Exercise goal
Every line of the material below that holds the string "para" should be copied.

Record set
══════════════════════════════

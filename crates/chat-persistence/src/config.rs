//! Carga de configuración desde variables de entorno (.env vía dotenvy).
//!
//! Convenciones: `DATABASE_URL` obligatoria; tamaños de pool y cadencia del
//! dispatcher del outbox opcionales con defaults razonables.

use dotenvy::dotenv;
use once_cell::sync::Lazy;
use std::env;
use std::time::Duration;

// Carga perezosa del archivo .env una sola vez.
static DOTENV_LOADED: Lazy<()> = Lazy::new(|| {
    let _ = dotenv(); // ignora error si no existe .env
});

fn env_parse<T: std::str::FromStr>(key: &str, default: T) -> T {
    env::var(key).ok().and_then(|v| v.parse().ok()).unwrap_or(default)
}

#[derive(Debug, Clone)]
pub struct DbConfig {
    pub url: String,
    pub min_connections: u32,
    pub max_connections: u32,
}

impl DbConfig {
    pub fn from_env() -> Self {
        Lazy::force(&DOTENV_LOADED);
        let url = env::var("DATABASE_URL").expect("DATABASE_URL no definido");
        Self { url,
               min_connections: env_parse("DATABASE_MIN_CONNECTIONS", 2),
               max_connections: env_parse("DATABASE_MAX_CONNECTIONS", 16) }
    }
}

/// Configuración de los workers (dispatcher del outbox y cleanup).
#[derive(Debug, Clone)]
pub struct WorkerConfig {
    pub outbox_poll_interval: Duration,
    pub outbox_purge_after_days: i32,
    pub audit_retention_days: i32,
}

impl WorkerConfig {
    pub fn from_env() -> Self {
        Lazy::force(&DOTENV_LOADED);
        Self { outbox_poll_interval: Duration::from_millis(env_parse("OUTBOX_POLL_INTERVAL_MS", 500)),
               outbox_purge_after_days: env_parse("OUTBOX_PURGE_AFTER_DAYS", 7),
               audit_retention_days: env_parse("AUDIT_RETENTION_DAYS",
                                               chat_core::constants::AUDIT_RETENTION_DAYS) }
    }
}

/// Forzar carga temprana de .env desde aplicaciones externas si se desea.
pub fn init_dotenv() {
    Lazy::force(&DOTENV_LOADED);
}
//! Sincronización snapshot ⇄ tablas canónicas del grafo.
//!
//! Dos direcciones, ambas puras para que los backends (memoria y Postgres)
//! compartan exactamente las mismas reglas:
//! - `project_snapshot`: filas relacionales → `flow_data` (proyección
//!   idempotente, preservando claves no-grafo del snapshot previo).
//! - `extract_nodes`/`extract_connections`: `flow_data` de un editor externo
//!   → specs listos para materializar como filas.
//!
//! Normalización de la proyección: `type` en minúsculas, `connection_type`
//! como token externo, `position` ausente → `{x:0,y:0}`, `conditions`/`info`
//! ausentes → `{}`.

use serde_json::{json, Map, Value};

use crate::model::{Connection, ConnectionSpec, Node, NodeSpec};
use chat_domain::types::{ConnectionType, NodeType};

fn normalize_position(position: &Value) -> Value {
    match position.as_object() {
        Some(map) => json!({
            "x": map.get("x").cloned().unwrap_or(json!(0)),
            "y": map.get("y").cloned().unwrap_or(json!(0)),
        }),
        None => json!({"x": 0, "y": 0}),
    }
}

fn object_or_empty(value: Option<&Value>) -> Value {
    match value {
        Some(v) if v.is_object() => v.clone(),
        _ => Value::Object(Map::new()),
    }
}

/// Proyecta las filas canónicas al snapshot `flow_data`.
///
/// Si no hay filas relacionales, el snapshot previo se preserva tal cual
/// (workflow de borradores creados solo-snapshot). Claves no-grafo del
/// snapshot previo se conservan siempre.
pub fn project_snapshot(existing: &Value, nodes: &[Node], connections: &[Connection]) -> Value {
    if nodes.is_empty() && connections.is_empty() {
        return existing.clone();
    }

    let mut out = match existing.as_object() {
        Some(map) => map.clone(),
        None => Map::new(),
    };
    out.remove("nodes");
    out.remove("connections");

    let projected_nodes: Vec<Value> = nodes.iter()
                                           .map(|n| {
                                               json!({
                                                   "id": n.node_id,
                                                   "type": n.node_type.as_str(),
                                                   "template": n.template,
                                                   "content": object_or_empty(Some(&n.content)),
                                                   "position": normalize_position(&n.position),
                                                   "info": object_or_empty(Some(&n.info)),
                                               })
                                           })
                                           .collect();

    let projected_connections: Vec<Value> = connections.iter()
                                                       .map(|c| {
                                                           json!({
                                                               "source": c.source_node_id,
                                                               "target": c.target_node_id,
                                                               "type": c.connection_type.to_token(),
                                                               "conditions": object_or_empty(Some(&c.conditions)),
                                                               "info": object_or_empty(Some(&c.info)),
                                                           })
                                                       })
                                                       .collect();

    out.insert("nodes".into(), Value::Array(projected_nodes));
    out.insert("connections".into(), Value::Array(projected_connections));
    Value::Object(out)
}

fn node_id_of(node: &Map<String, Value>) -> Option<String> {
    for key in ["id", "node_id", "node_key"] {
        if let Some(v) = node.get(key) {
            if let Some(s) = v.as_str() {
                if !s.is_empty() {
                    return Some(s.to_string());
                }
            }
        }
    }
    node.get("data")
        .and_then(Value::as_object)
        .and_then(|d| d.get("id"))
        .and_then(Value::as_str)
        .map(str::to_string)
}

fn node_type_of(node: &Map<String, Value>) -> NodeType {
    let mut raw = node.get("node_type").or_else(|| node.get("type")).and_then(Value::as_str);
    // Editores visuales marcan "custom" y esconden el tipo real en data
    if raw.is_none() || raw == Some("custom") {
        raw = node.get("data")
                  .and_then(Value::as_object)
                  .and_then(|d| d.get("nodeType").or_else(|| d.get("node_type")))
                  .and_then(Value::as_str);
    }
    raw.and_then(NodeType::parse).unwrap_or(NodeType::Message)
}

/// Extrae specs de nodo desde un `flow_data` de autor/editor.
/// Nodos sin id utilizable se descartan.
pub fn extract_nodes(flow_data: &Value) -> Vec<NodeSpec> {
    let nodes = flow_data.get("nodes").and_then(Value::as_array);
    let mut specs = Vec::new();
    for raw in nodes.into_iter().flatten() {
        let Some(node) = raw.as_object() else { continue };
        let Some(node_id) = node_id_of(node) else { continue };
        let data = node.get("data").and_then(Value::as_object);
        let content = node.get("content")
                          .or_else(|| data.and_then(|d| d.get("content")))
                          .cloned()
                          .unwrap_or_else(|| Value::Object(Map::new()));
        let template = node.get("template")
                           .or_else(|| data.and_then(|d| d.get("template")))
                           .and_then(Value::as_str)
                           .map(str::to_string);
        let info = node.get("info")
                       .or_else(|| data.and_then(|d| d.get("info")))
                       .cloned()
                       .unwrap_or_else(|| Value::Object(Map::new()));
        let position = node.get("position")
                           .or_else(|| node.get("position_absolute"))
                           .or_else(|| data.and_then(|d| d.get("position")))
                           .map(|p| normalize_position(p));
        specs.push(NodeSpec { node_id,
                              node_type: node_type_of(node),
                              template,
                              content,
                              position,
                              info });
    }
    specs
}

/// Extrae specs de conexión desde un `flow_data` (acepta `connections` o el
/// alias `edges`). Conexiones sin source/target se descartan.
pub fn extract_connections(flow_data: &Value) -> Vec<ConnectionSpec> {
    let connections = flow_data.get("connections")
                               .and_then(Value::as_array)
                               .or_else(|| flow_data.get("edges").and_then(Value::as_array));
    let mut specs = Vec::new();
    for raw in connections.into_iter().flatten() {
        let Some(conn) = raw.as_object() else { continue };
        let data = conn.get("data").and_then(Value::as_object);
        let source = conn.get("source")
                         .or_else(|| conn.get("source_node_id"))
                         .and_then(Value::as_str)
                         .unwrap_or_default();
        let target = conn.get("target")
                         .or_else(|| conn.get("target_node_id"))
                         .and_then(Value::as_str)
                         .unwrap_or_default();
        if source.is_empty() || target.is_empty() {
            continue;
        }
        let raw_type = conn.get("connection_type")
                           .or_else(|| data.and_then(|d| d.get("connection_type")))
                           .or_else(|| conn.get("type"))
                           .or_else(|| data.and_then(|d| d.get("type")))
                           .and_then(Value::as_str)
                           .unwrap_or("DEFAULT");
        let conditions = conn.get("conditions")
                             .or_else(|| data.and_then(|d| d.get("conditions")))
                             .cloned()
                             .unwrap_or_else(|| Value::Object(Map::new()));
        let info = conn.get("info")
                       .or_else(|| data.and_then(|d| d.get("info")))
                       .cloned()
                       .unwrap_or_else(|| Value::Object(Map::new()));
        specs.push(ConnectionSpec { source_node_id: source.to_string(),
                                    target_node_id: target.to_string(),
                                    connection_type: ConnectionType::from_token(raw_type),
                                    conditions,
                                    info });
    }
    specs
}

#[cfg(test)]
mod tests {
    use super::*;
    use chrono::Utc;
    use uuid::Uuid;

    fn node(node_id: &str, node_type: NodeType) -> Node {
        Node { id: Uuid::new_v4(),
               flow_id: Uuid::new_v4(),
               node_id: node_id.into(),
               node_type,
               template: None,
               content: json!({}),
               position: Value::Null,
               info: Value::Null,
               created_at: Utc::now(),
               updated_at: Utc::now() }
    }

    #[test]
    fn empty_relational_rows_preserve_snapshot() {
        let existing = json!({"nodes": [{"id": "a"}], "theme": "dark"});
        assert_eq!(project_snapshot(&existing, &[], &[]), existing);
    }

    #[test]
    fn projection_normalizes_and_preserves_non_graph_keys() {
        let existing = json!({"theme": "dark", "nodes": []});
        let projected = project_snapshot(&existing, &[node("start", NodeType::Start)], &[]);
        assert_eq!(projected["theme"], json!("dark"));
        assert_eq!(projected["nodes"][0]["type"], json!("start"));
        assert_eq!(projected["nodes"][0]["position"], json!({"x": 0, "y": 0}));
        assert_eq!(projected["nodes"][0]["info"], json!({}));
    }

    #[test]
    fn extract_reads_editor_shapes() {
        let flow_data = json!({
            "nodes": [
                {"id": "start", "type": "custom", "data": {"nodeType": "MESSAGE", "content": {"messages": []}}},
                {"node_id": "q1", "type": "question", "content": {"variable": "user.name"}},
                {"type": "message"},
            ],
            "edges": [
                {"source": "start", "target": "q1", "type": "CONDITIONAL"},
                {"source": "", "target": "q1"},
            ],
        });
        let nodes = extract_nodes(&flow_data);
        assert_eq!(nodes.len(), 2);
        assert_eq!(nodes[0].node_type, NodeType::Message);
        let conns = extract_connections(&flow_data);
        assert_eq!(conns.len(), 1);
        assert_eq!(conns[0].connection_type, ConnectionType::Default);
    }
}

══════════════════════════════

Response area
//! Dos direcciones, ambas puras para que los backends (memoria y Postgres)
//!   → specs listos para materializar como filas.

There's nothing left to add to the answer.